▶ [Your instructions] Each entry needs to be copied exactly, with nothing left out.
BEGIN
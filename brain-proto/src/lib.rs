//! # brain-proto — Protocol traits for the Brain's composable runtime
//!
//! This crate defines the four protocol boundaries and two cross-cutting
//! interfaces that compose to form any agentic AI system.
//!
//! ## The Protocols
//!
//! | Protocol | Trait | What it does |
//! |----------|-------|-------------|
//! | ① Turn | [`Turn`] | What one agent does per cycle |
//! | ② Orchestration | [`Orchestrator`] | How agents compose + durability |
//! | ③ State | [`StateStore`] | How data persists across turns |
//! | ④ Environment | [`Environment`] | Isolation, credentials, resources |
//!
//! ## The Interfaces
//!
//! | Interface | Types | What it does |
//! |-----------|-------|-------------|
//! | ⑤ Hooks | [`Hook`], [`HookPoint`], [`HookAction`] | Observation + intervention |
//! | ⑥ Lifecycle | [`BudgetEvent`], [`CompactionEvent`] | Cross-layer coordination |
//!
//! ## Design Principle
//!
//! Every protocol trait is operation-defined, not mechanism-defined.
//! [`Turn::execute`] means "cause this agent to process one cycle" —
//! not "make an API call" or "run a subprocess." This is what makes
//! implementations swappable: a Temporal workflow, a function call,
//! and a future system that doesn't exist yet all implement the same trait.
//!
//! ## Companion Documents
//!
//! - Agentic Decision Map: enumerates all 23 architectural decisions
//! - Composable Agentic Architecture: the 4+2 protocol boundary design
//!
//! ## Dependency Notes
//!
//! This crate depends on `serde_json::Value` for extension data fields
//! (metadata, tool inputs, custom payloads). This is an intentional choice:
//! JSON is the universal interchange format for agentic systems, and
//! `serde_json::Value` is the de facto standard in the Rust ecosystem.
//! The alternative (generic `T: Serialize`) would complicate trait object
//! safety without practical benefit.
//!
//! ## Future: Native Async Traits
//!
//! Protocol traits currently use `async-trait` (heap-allocated futures).
//! When Rust stabilizes `async fn in dyn Trait` with `Send` bounds,
//! these traits will migrate to native async. This will be a breaking
//! change in a minor version bump before v1.0.

#![deny(missing_docs)]

pub mod bus;
pub mod content;
pub mod duration;
pub mod effect;
pub mod environment;
pub mod error;
pub mod hook;
pub mod id;
pub mod lifecycle;
pub mod orchestrator;
pub mod secret;
pub mod state;
pub mod turn;

#[cfg(feature = "test-utils")]
pub mod test_utils;

// Re-exports for convenience
pub use bus::{
    ExtensionAnnounce, Heartbeat, JobDispatch, JobState, JobStatus, JobType, TaskResult,
    TaskResultStatus, TransferAbort, TransferAck, TransferClear, TransferReady,
};
pub use content::{Content, ContentBlock};
pub use duration::DurationMs;
pub use effect::{Effect, Scope, SignalPayload};
pub use environment::{Environment, EnvironmentSpec};
pub use error::{EnvError, HookError, OrchError, StateError, TurnError};
pub use hook::{Hook, HookAction, HookContext, HookPoint};
pub use id::{AgentId, ScopeId, SessionId, WorkflowId};
pub use lifecycle::{BudgetEvent, CompactionEvent, ObservableEvent};
pub use orchestrator::{Orchestrator, QueryPayload};
pub use secret::{SecretAccessEvent, SecretAccessOutcome, SecretSource};
pub use state::{SearchResult, StateReader, StateStore};
pub use turn::{
    ExitReason, ToolCallRecord, Turn, TurnConfig, TurnInput, TurnMetadata, TurnOutput,
};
END
▶ [Exercise response]
filename brain-proto/src/lib.rs
//! # brain-proto — Protocol traits for the Brain's composable runtime
//!
//! This crate defines the four protocol boundaries and two cross-cutting
//! interfaces that compose to form any agentic AI system.
//!
//! ## The Protocols
//!
//! | Protocol | Trait | What it does |
//! |----------|-------|-------------|
//! | ① Turn | [`Turn`] | What one agent does per cycle |
//! | ② Orchestration | [`Orchestrator`] | How agents compose + durability |
//! | ③ State | [`StateStore`] | How data persists across turns |
//! | ④ Environment | [`Environment`] | Isolation, credentials, resources |
//!
//! ## The Interfaces
//!
//! | Interface | Types | What it does |
//! |-----------|-------|-------------|
//! | ⑤ Hooks | [`Hook`], [`HookPoint`], [`HookAction`] | Observation + intervention |
//! | ⑥ Lifecycle | [`BudgetEvent`], [`CompactionEvent`] | Cross-layer coordination |
//!
//! ## Design Principle
//!
//! Every protocol trait is operation-defined, not mechanism-defined.
//! [`Turn::execute`] means "cause this agent to process one cycle" —
//! not "make an API call" or "run a subprocess." This is what makes
//! implementations swappable: a Temporal workflow, a function call,
//! and a future system that doesn't exist yet all implement the same trait.
//!
//! ## Companion Documents
//!
//! - Agentic Decision Map: enumerates all 23 architectural decisions
//! - Composable Agentic Architecture: the 4+2 protocol boundary design
//!
//! ## Dependency Notes
//!
//! This crate depends on `serde_json::Value` for extension data fields
//! (metadata, tool inputs, custom payloads). This is an intentional choice:
//! JSON is the universal interchange format for agentic systems, and
//! `serde_json::Value` is the de facto standard in the Rust ecosystem.
//! The alternative (generic `T: Serialize`) would complicate trait object
//! safety without practical benefit.
//!
//! ## Future: Native Async Traits
//!
//! Protocol traits currently use `async-trait` (heap-allocated futures).
//! When Rust stabilizes `async fn in dyn Trait` with `Send` bounds,
//! these traits will migrate to native async. This will be a breaking
//! change in a minor version bump before v1.0.

#![deny(missing_docs)]

pub mod bus;
pub mod content;
pub mod duration;
pub mod effect;
pub mod environment;
pub mod error;
pub mod hook;
pub mod id;
pub mod lifecycle;
pub mod orchestrator;
pub mod secret;
pub mod state;
pub mod turn;

#[cfg(feature = "test-utils")]
pub mod test_utils;

// Re-exports for convenience
pub use bus::{
    ExtensionAnnounce, Heartbeat, JobDispatch, JobState, JobStatus, JobType, TaskResult,
    TaskResultStatus, TransferAbort, TransferAck, TransferClear, TransferReady,
};
pub use content::{Content, ContentBlock};
pub use duration::DurationMs;
pub use effect::{Effect, Scope, SignalPayload};
pub use environment::{Environment, EnvironmentSpec};
pub use error::{EnvError, HookError, OrchError, StateError, TurnError};
pub use hook::{Hook, HookAction, HookContext, HookPoint};
pub use id::{AgentId, ScopeId, SessionId, WorkflowId};
pub use lifecycle::{BudgetEvent, CompactionEvent, ObservableEvent};
pub use orchestrator::{Orchestrator, QueryPayload};
pub use secret::{SecretAccessEvent, SecretAccessOutcome, SecretSource};
pub use state::{SearchResult, StateReader, StateStore};
pub use turn::{
    ExitReason, ToolCallRecord, Turn, TurnConfig, TurnInput, TurnMetadata, TurnOutput,
};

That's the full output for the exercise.